PATIENTS AND METHODS
We prospectively enrolled 48 male cirrhotic inpatients. We evaluated their resting energy expenditure (REE) and substrate utilization by indirect calorimetry, body composition by dual-energy X-ray absorptiometry, liver function, and levels of major hormones involved in energy metabolism by serum sample tests. Patients with ascites, specific metabolic disturbances, and hepatocellular carcinoma were excluded.
REE and REE adjusted per fat-free mass (FFM) were significantly increased in cirrhotic patients. Overall, 58.3% of cirrhotic patients were classified as hypermetabolic. Groups did not differ significantly in age, etiology of cirrhosis, liver function, presence of ascites, use of diuretics, β-blockers, or presence of transjugular intrahepatic portosystemic shunts. Hypermetabolic cirrhotic patients had lower weight, BMI (P<0.05), nonprotein respiratory quotient (P<0.01), leptin (P<0.05), and leptin adjusted per fat mass (FM) (P<0.05), but higher FFM% (P<0.05) and insulin resistance [homeostatic model assessment-insulin resistance (HOMA-IR)] (P<0.05). Only HOMA-IR, leptin/FM, and FFM% were independently related to the presence of hypermetabolism.

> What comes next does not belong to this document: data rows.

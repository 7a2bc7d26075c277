use std::path::PathBuf;

use txintersect::{Attribute, FacetValue};

/// Texas intersections dataset CLI (argument schema only)
#[derive(clap::Parser, Debug)]
#[command(name = "txintersect", version, about, propagate_version = true)]
pub struct Cli {
    /// Increase output verbosity (-v, -vv)
    #[arg(short, long, action = clap::ArgAction::Count, global = true)]
    pub verbose: u8,

    /// Dashboard config file (JSON), defaults apply to missing fields
    #[arg(long, global = true, value_hint = clap::ValueHint::FilePath)]
    pub config: Option<PathBuf>,

    #[command(subcommand)]
    pub command: Commands,
}

#[derive(clap::Subcommand, Debug)]
pub enum Commands {
    /// Print the quick stats of the filtered view
    Summary(QueryArgs),

    /// Print the selectable values of every attribute
    Options(DataArgs),

    /// Count the filtered view by one attribute
    Count(CountArgs),

    /// Print the records of the filtered view as JSON
    Filter(FilterArgs),

    /// Write the map markers of the filtered view as GeoJSON
    Markers(MarkersArgs),

    /// Convert a CSV export of the source spreadsheet into the JSON dataset
    Import(ImportArgs),
}

#[derive(clap::Args, Debug)]
pub struct DataArgs {
    /// Dataset file (JSON array of intersection records)
    #[arg(value_hint = clap::ValueHint::FilePath)]
    pub data: PathBuf,
}

#[derive(clap::Args, Debug)]
pub struct QueryArgs {
    #[command(flatten)]
    pub data: DataArgs,

    /// Filter as key=value (e.g. type=Roundabout, yearCompleted=2019); repeat to combine
    #[arg(short = 'w', long = "where", value_parser = parse_where)]
    pub filters: Vec<(Attribute, FacetValue)>,

    /// Emit JSON instead of text
    #[arg(long)]
    pub json: bool,
}

#[derive(clap::Args, Debug)]
pub struct CountArgs {
    #[command(flatten)]
    pub query: QueryArgs,

    /// Attribute to group by, as a record key (e.g. status, laneType, yearCompleted)
    #[arg(short, long, value_parser = parse_attribute)]
    pub by: Attribute,

    /// Keep only the N largest buckets
    #[arg(short, long, conflicts_with = "series")]
    pub top: Option<usize>,

    /// Completion time series (ascending years after the configured floor); requires --by yearCompleted
    #[arg(long)]
    pub series: bool,
}

#[derive(clap::Args, Debug)]
pub struct FilterArgs {
    #[command(flatten)]
    pub query: QueryArgs,

    /// Print at most this many records
    #[arg(short, long)]
    pub limit: Option<usize>,
}

#[derive(clap::Args, Debug)]
pub struct MarkersArgs {
    #[command(flatten)]
    pub query: QueryArgs,

    /// Output GeoJSON file, defaults to stdout
    #[arg(short, long, value_hint = clap::ValueHint::FilePath)]
    pub output: Option<PathBuf>,

    /// Bounding box min_lng,min_lat,max_lng,max_lat
    #[arg(long, value_parser = parse_bounds, allow_hyphen_values = true)]
    pub bounds: Option<[f64; 4]>,
}

#[derive(clap::Args, Debug)]
pub struct ImportArgs {
    /// CSV export of the spreadsheet, with the spreadsheet column headers
    #[arg(value_hint = clap::ValueHint::FilePath)]
    pub input: PathBuf,

    /// Output dataset file, defaults to "./intersections.json"
    #[arg(short, long, value_hint = clap::ValueHint::FilePath)]
    pub output: Option<PathBuf>,
}

pub(crate) fn parse_attribute(key: &str) -> Result<Attribute, String> {
    Attribute::from_key(key).ok_or_else(|| {
        let keys = Attribute::ALL.map(|attr| attr.key()).join(", ");
        format!("unknown attribute {key:?}; expected one of: {keys}")
    })
}

pub(crate) fn parse_where(raw: &str) -> Result<(Attribute, FacetValue), String> {
    let (key, value) = raw.split_once('=')
        .ok_or_else(|| format!("expected key=value, got {raw:?}"))?;
    let attr = parse_attribute(key.trim())?;
    let value = FacetValue::parse(attr, value.trim()).map_err(|e| e.to_string())?;
    Ok((attr, value))
}

pub(crate) fn parse_bounds(raw: &str) -> Result<[f64; 4], String> {
    let parts = raw.split(',')
        .map(|p| p.trim().parse::<f64>().map_err(|_| format!("invalid coordinate {p:?}")))
        .collect::<Result<Vec<_>, _>>()?;
    <[f64; 4]>::try_from(parts).map_err(|parts| format!("expected 4 coordinates, got {}", parts.len()))
}

#[cfg(test)]
mod tests {
    use clap::Parser;
    use txintersect::{Attribute, FacetValue};

    use super::{Cli, Commands, parse_bounds, parse_where};

    #[test]
    fn where_clauses() {
        assert_eq!(parse_where("type=Roundabout").unwrap(), (Attribute::Type, FacetValue::text("Roundabout")));
        assert_eq!(parse_where("yearCompleted = 2019").unwrap(), (Attribute::YearCompleted, FacetValue::Year(2019)));
        assert_eq!(parse_where("cityState=Austin, TX").unwrap().1, FacetValue::text("Austin, TX"));
        assert!(parse_where("yearCompleted=soon").is_err());
        assert!(parse_where("comments=x").unwrap_err().contains("unknown attribute"));
        assert!(parse_where("Roundabout").is_err());
    }

    #[test]
    fn bounds() {
        assert_eq!(parse_bounds("-99,29,-97,31").unwrap(), [-99.0, 29.0, -97.0, 31.0]);
        assert!(parse_bounds("1,2,3").is_err());
        assert!(parse_bounds("a,b,c,d").is_err());
    }

    #[test]
    fn parses_count_command() {
        let cli = Cli::parse_from([
            "txintersect", "-vv", "count", "data.json", "--by", "status", "-w", "type=Roundabout", "--top", "3",
        ]);
        assert_eq!(cli.verbose, 2);
        let Commands::Count(args) = cli.command else { panic!("expected count") };
        assert_eq!(args.by, Attribute::Status);
        assert_eq!(args.top, Some(3));
        assert_eq!(args.query.filters.len(), 1);
    }
}
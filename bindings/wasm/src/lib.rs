use wasm_bindgen::prelude::*;

mod common;
mod dashboard;

pub use dashboard::WasmDashboard;

/// Called automatically when the WASM module is instantiated.
/// Sets up panic hook so Rust panics appear as console.error in the browser.
#[wasm_bindgen(start)]
pub fn init() {
    console_error_panic_hook::set_once();
}
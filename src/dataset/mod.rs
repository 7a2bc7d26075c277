mod io;

use std::{path::Path, sync::Arc};

use anyhow::Result;
use serde::Serialize;
use serde_json::Value;

use crate::types::IntersectionRecord;

#[cfg(feature = "csv")]
pub use io::{import_spreadsheet_csv, import_spreadsheet_csv_str};
pub use io::DropReason;

/// A row of the input that did not become a record.
#[derive(Debug, Clone, PartialEq, Eq)]
pub struct DroppedRow {
    pub row: usize,
    pub reason: DropReason,
}

/// Outcome of loading a dataset: malformed rows are dropped and counted, never defaulted.
#[derive(Debug, Clone, Default, PartialEq, Eq)]
pub struct LoadReport {
    pub rows: usize,
    pub dropped: Vec<DroppedRow>,
}

impl LoadReport {
    #[inline] pub fn loaded(&self) -> usize { self.rows - self.dropped.len() }
    #[inline] pub fn dropped_count(&self) -> usize { self.dropped.len() }
}

impl Serialize for LoadReport {
    fn serialize<S: serde::Serializer>(&self, serializer: S) -> Result<S::Ok, S::Error> {
        use serde::ser::SerializeStruct;
        let mut s = serializer.serialize_struct("LoadReport", 3)?;
        s.serialize_field("rows", &self.rows)?;
        s.serialize_field("loaded", &self.loaded())?;
        s.serialize_field("dropped", &self.dropped.iter()
            .map(|d| (d.row, d.reason.to_string()))
            .collect::<Vec<_>>())?;
        s.end()
    }
}

/// The immutable, ordered list of intersection records loaded once at startup.
#[derive(Debug, Clone)]
pub struct Dataset {
    records: Arc<[IntersectionRecord]>,
    report: LoadReport,
}

impl Dataset {
    /// Build a dataset from already-parsed JSON rows, dropping malformed ones.
    pub fn from_rows(rows: Vec<Value>) -> Self {
        let mut report = LoadReport { rows: rows.len(), dropped: Vec::new() };
        let mut records = Vec::with_capacity(rows.len());

        for (row, value) in rows.iter().enumerate() {
            match io::parse_row(value) {
                Ok(record) => records.push(record),
                Err(reason) => {
                    tracing::debug!(row, %reason, "dropping malformed record");
                    report.dropped.push(DroppedRow { row, reason });
                }
            }
        }

        if !report.dropped.is_empty() {
            tracing::warn!(dropped = report.dropped.len(), rows = report.rows, "dropped malformed records while loading dataset");
        }
        tracing::info!(records = records.len(), "loaded intersection dataset");

        Self { records: records.into(), report }
    }

    /// Parse a JSON array of records from a string.
    pub fn from_json_str(json: &str) -> Result<Self> {
        Self::from_json_bytes(json.as_bytes())
    }

    /// Parse a JSON array of records from bytes (WASM-friendly).
    pub fn from_json_bytes(bytes: &[u8]) -> Result<Self> {
        Ok(Self::from_rows(io::read_rows_from_bytes(bytes)?))
    }

    /// Read a JSON array of records from a file.
    pub fn read_json(path: &Path) -> Result<Self> {
        Ok(Self::from_rows(io::read_rows_from_file(path)?))
    }

    /// Wrap records that were built in memory (nothing is dropped).
    pub fn from_records(records: Vec<IntersectionRecord>) -> Self {
        let report = LoadReport { rows: records.len(), dropped: Vec::new() };
        Self { records: records.into(), report }
    }

    #[inline] pub fn records(&self) -> &[IntersectionRecord] { &self.records }
    #[inline] pub fn len(&self) -> usize { self.records.len() }
    #[inline] pub fn is_empty(&self) -> bool { self.records.is_empty() }
    #[inline] pub fn get(&self, index: usize) -> Option<&IntersectionRecord> { self.records.get(index) }
    #[inline] pub fn iter(&self) -> std::slice::Iter<'_, IntersectionRecord> { self.records.iter() }
    #[inline] pub fn report(&self) -> &LoadReport { &self.report }
}

impl<'a> IntoIterator for &'a Dataset {
    type Item = &'a IntersectionRecord;
    type IntoIter = std::slice::Iter<'a, IntersectionRecord>;

    fn into_iter(self) -> Self::IntoIter { self.records.iter() }
}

Hypermetabolic cirrhotic men are characterized by lower weight, higher FFM%, insulin resistance, and lower leptin/FM when compared with nonhypermetabolic men. HOMA-IR, FFM%, and leptin/FM were independently associated with hypermetabolism, and may serve as easily detectable markers of this condition in daily clinical practice.